Es ist schwer vorherzusagen, was in Israel passieren wird, aber die Geschichte könnte uns einen Hinweis geben.

  • Ilan Pappe
  • Ilan Pappe ist Direktor des European Center of Palestine Studies an der University of Exeter.

Veröffentlicht am 7. Oktober 2024

Demonstranten halten eine israelische Flagge, während die Polizei bei einem Protest gegen die Regierung des israelischen Premierministers Benjamin Netanjahu am 18. Mai 2024 in Tel Aviv Wasserwerfer einsetzt [Datei: Shannon Stapleton/Reuters]

Seit dem 7. Oktober 2023 ist ein Jahr vergangen, und es ist an der Zeit zu untersuchen, ob wir dieses monumentale Ereignis und alles, was danach kam, besser verstehen.

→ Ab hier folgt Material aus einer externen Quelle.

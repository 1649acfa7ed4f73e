//! Emporium Core - Shared domain types.
//!
//! This crate provides the types used across all Emporium components:
//! - `storefront` - Public-facing shop and admin area
//! - `cli` - Command-line tools for migrations, seeding and user management
//!
//! # Architecture
//!
//! The core crate contains only types and pure rules - no I/O, no database
//! access, no HTTP clients. Stock availability is decided here so that every
//! caller gets the same answer for the same inputs.
//!
//! # Modules
//!
//! - [`types`] - Newtype IDs, emails, prices, roles, catalog and cart types
//! - [`availability`] - Stock state evaluation for the product page

#![cfg_attr(not(test), forbid(unsafe_code))]

pub mod availability;
pub mod types;

pub use availability::{AvailabilityStatus, StockState, evaluate};
pub use types::*;
//! Unified error handling with Sentry integration.
//!
//! Provides a unified `AppError` type that captures errors to Sentry before
//! responding to the client. All route handlers should return `Result<T, AppError>`.

use axum::{
    http::StatusCode,
    response::{IntoResponse, Response},
};
use thiserror::Error;

use crate::db::RepositoryError;
use crate::services::auth::AuthError;
use crate::services::shop::ShopError;
use crate::services::storage::StorageError;

/// Application-level error type for the storefront.
#[derive(Debug, Error)]
pub enum AppError {
    /// Database operation failed.
    #[error("Database error: {0}")]
    Database(#[from] RepositoryError),

    /// Image storage operation failed.
    #[error("Storage error: {0}")]
    Storage(#[from] StorageError),

    /// Authentication operation failed.
    #[error("Auth error: {0}")]
    Auth(#[from] AuthError),

    /// A page could not be assembled.
    #[error("Shop error: {0}")]
    Shop(#[from] ShopError),

    /// Resource not found.
    #[error("Not found: {0}")]
    NotFound(String),

    /// Bad request from client.
    #[error("Bad request: {0}")]
    BadRequest(String),
}

impl AppError {
    fn status(&self) -> StatusCode {
        match self {
            Self::Database(RepositoryError::NotFound) | Self::NotFound(_) => StatusCode::NOT_FOUND,
            Self::Database(RepositoryError::Conflict(_)) => StatusCode::CONFLICT,
            Self::Database(_) => StatusCode::INTERNAL_SERVER_ERROR,
            Self::Storage(StorageError::InvalidUpload(_)) | Self::BadRequest(_) => {
                StatusCode::BAD_REQUEST
            }
            Self::Storage(_) => StatusCode::BAD_GATEWAY,
            Self::Auth(err) => match err {
                AuthError::InvalidCredentials | AuthError::InvalidEmail(_) => {
                    StatusCode::UNAUTHORIZED
                }
                AuthError::AccountDisabled => StatusCode::FORBIDDEN,
                AuthError::WeakPassword(_) => StatusCode::BAD_REQUEST,
                AuthError::Repository(_) | AuthError::PasswordHash => {
                    StatusCode::INTERNAL_SERVER_ERROR
                }
            },
            Self::Shop(err) => match err {
                ShopError::ProductNotFound(_)
                | ShopError::CategoryNotFound(_)
                | ShopError::Repository(RepositoryError::NotFound) => StatusCode::NOT_FOUND,
                ShopError::SignInRequired => StatusCode::UNAUTHORIZED,
                ShopError::Repository(_) => StatusCode::INTERNAL_SERVER_ERROR,
            },
        }
    }
}

impl IntoResponse for AppError {
    fn into_response(self) -> Response {
        let status = self.status();

        // Capture server errors to Sentry
        if status.is_server_error() {
            let event_id = sentry::capture_error(&self);
            tracing::error!(
                error = %self,
                sentry_event_id = %event_id,
                "Request error"
            );
        }

        // Don't expose internal error details to clients
        let message = match &self {
            Self::Database(RepositoryError::NotFound) => "Not found".to_string(),
            Self::Database(RepositoryError::Conflict(_)) => "Conflict, please retry".to_string(),
            Self::Database(_) => "Internal server error".to_string(),
            Self::Storage(StorageError::InvalidUpload(msg)) => msg.clone(),
            Self::Storage(_) => "Image storage unavailable".to_string(),
            Self::Auth(err) => match err {
                AuthError::InvalidCredentials | AuthError::InvalidEmail(_) => {
                    "Invalid credentials".to_string()
                }
                AuthError::AccountDisabled => "Account disabled".to_string(),
                AuthError::WeakPassword(msg) => msg.clone(),
                AuthError::Repository(_) | AuthError::PasswordHash => {
                    "Authentication error".to_string()
                }
            },
            Self::Shop(ShopError::Repository(RepositoryError::NotFound)) => "Not found".to_string(),
            Self::Shop(ShopError::Repository(_)) => "Internal server error".to_string(),
            Self::Shop(err) => err.to_string(),
            _ => self.to_string(),
        };

        (status, message).into_response()
    }
}

/// Result type alias for `AppError`.
pub type Result<T> = std::result::Result<T, AppError>;

/// Set the Sentry user context after sign-in.
pub fn set_sentry_user(user_id: &impl ToString, email: Option<&str>) {
    sentry::configure_scope(|scope| {
        scope.set_user(Some(sentry::User {
            id: Some(user_id.to_string()),
            email: email.map(String::from),
            ..Default::default()
        }));
    });
}

/// Clear the Sentry user context on sign-out.
pub fn clear_sentry_user() {
    sentry::configure_scope(|scope| {
        scope.set_user(None);
    });
}
//! In-memory object store for tests.

#![allow(clippy::unwrap_used)]

use std::collections::{HashMap, HashSet};
use std::sync::Mutex;
use std::sync::atomic::{AtomicUsize, Ordering};
use std::time::Duration;

use async_trait::async_trait;

use super::{ObjectStore, StorageError};

#[derive(Default)]
pub struct MemoryObjectStore {
    objects: Mutex<HashMap<String, Vec<u8>>>,
    broken: Mutex<HashSet<String>>,
    undeletable: Mutex<HashSet<String>>,
    presign_calls: AtomicUsize,
}

impl MemoryObjectStore {
    pub fn new() -> Self {
        Self::default()
    }

    /// Make presigning `key` fail from now on.
    pub fn fail_presign_for(&self, key: &str) {
        self.broken.lock().unwrap().insert(key.to_string());
    }

    /// Make deleting `key` fail until [`Self::allow_delete_for`].
    pub fn fail_delete_for(&self, key: &str) {
        self.undeletable.lock().unwrap().insert(key.to_string());
    }

    pub fn allow_delete_for(&self, key: &str) {
        self.undeletable.lock().unwrap().remove(key);
    }

    pub fn object(&self, key: &str) -> Option<Vec<u8>> {
        self.objects.lock().unwrap().get(key).cloned()
    }

    pub fn object_count(&self) -> usize {
        self.objects.lock().unwrap().len()
    }

    pub fn presign_calls(&self) -> usize {
        self.presign_calls.load(Ordering::SeqCst)
    }
}

#[async_trait]
impl ObjectStore for MemoryObjectStore {
    async fn put(&self, key: &str, _content_type: &str, body: Vec<u8>) -> Result<(), StorageError> {
        self.objects.lock().unwrap().insert(key.to_string(), body);
        Ok(())
    }

    async fn delete(&self, key: &str) -> Result<(), StorageError> {
        if self.undeletable.lock().unwrap().contains(key) {
            return Err(StorageError::Backend(format!("delete of {key} refused")));
        }
        self.objects.lock().unwrap().remove(key);
        Ok(())
    }

    async fn presign_get(&self, key: &str, expires_in: Duration) -> Result<String, StorageError> {
        self.presign_calls.fetch_add(1, Ordering::SeqCst);
        if self.broken.lock().unwrap().contains(key) {
            return Err(StorageError::Presign {
                key: key.to_string(),
                reason: "signing refused".to_string(),
            });
        }
        Ok(format!(
            "https://images.test/{key}?expires={}",
            expires_in.as_secs()
        ))
    }
}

Für Historiker wie mich ist ein Jahr in der Regel nicht genug, um aussagekräftige Schlussfolgerungen zu ziehen. Was in den letzten 12 Monaten geschah, fällt jedoch in einen viel umfassenderen historischen Kontext, der mindestens bis 1948 zurückreicht, und ich würde sogar behaupten, bis zur frühen zionistischen Besiedlung Palästinas im späten 19. Jahrhundert.

Daher können wir als Historiker das vergangene Jahr in die langfristigen Prozesse einordnen, die sich seit 1882 im historischen Palästina vollzogen haben. Ich werde zwei der wichtigsten untersuchen.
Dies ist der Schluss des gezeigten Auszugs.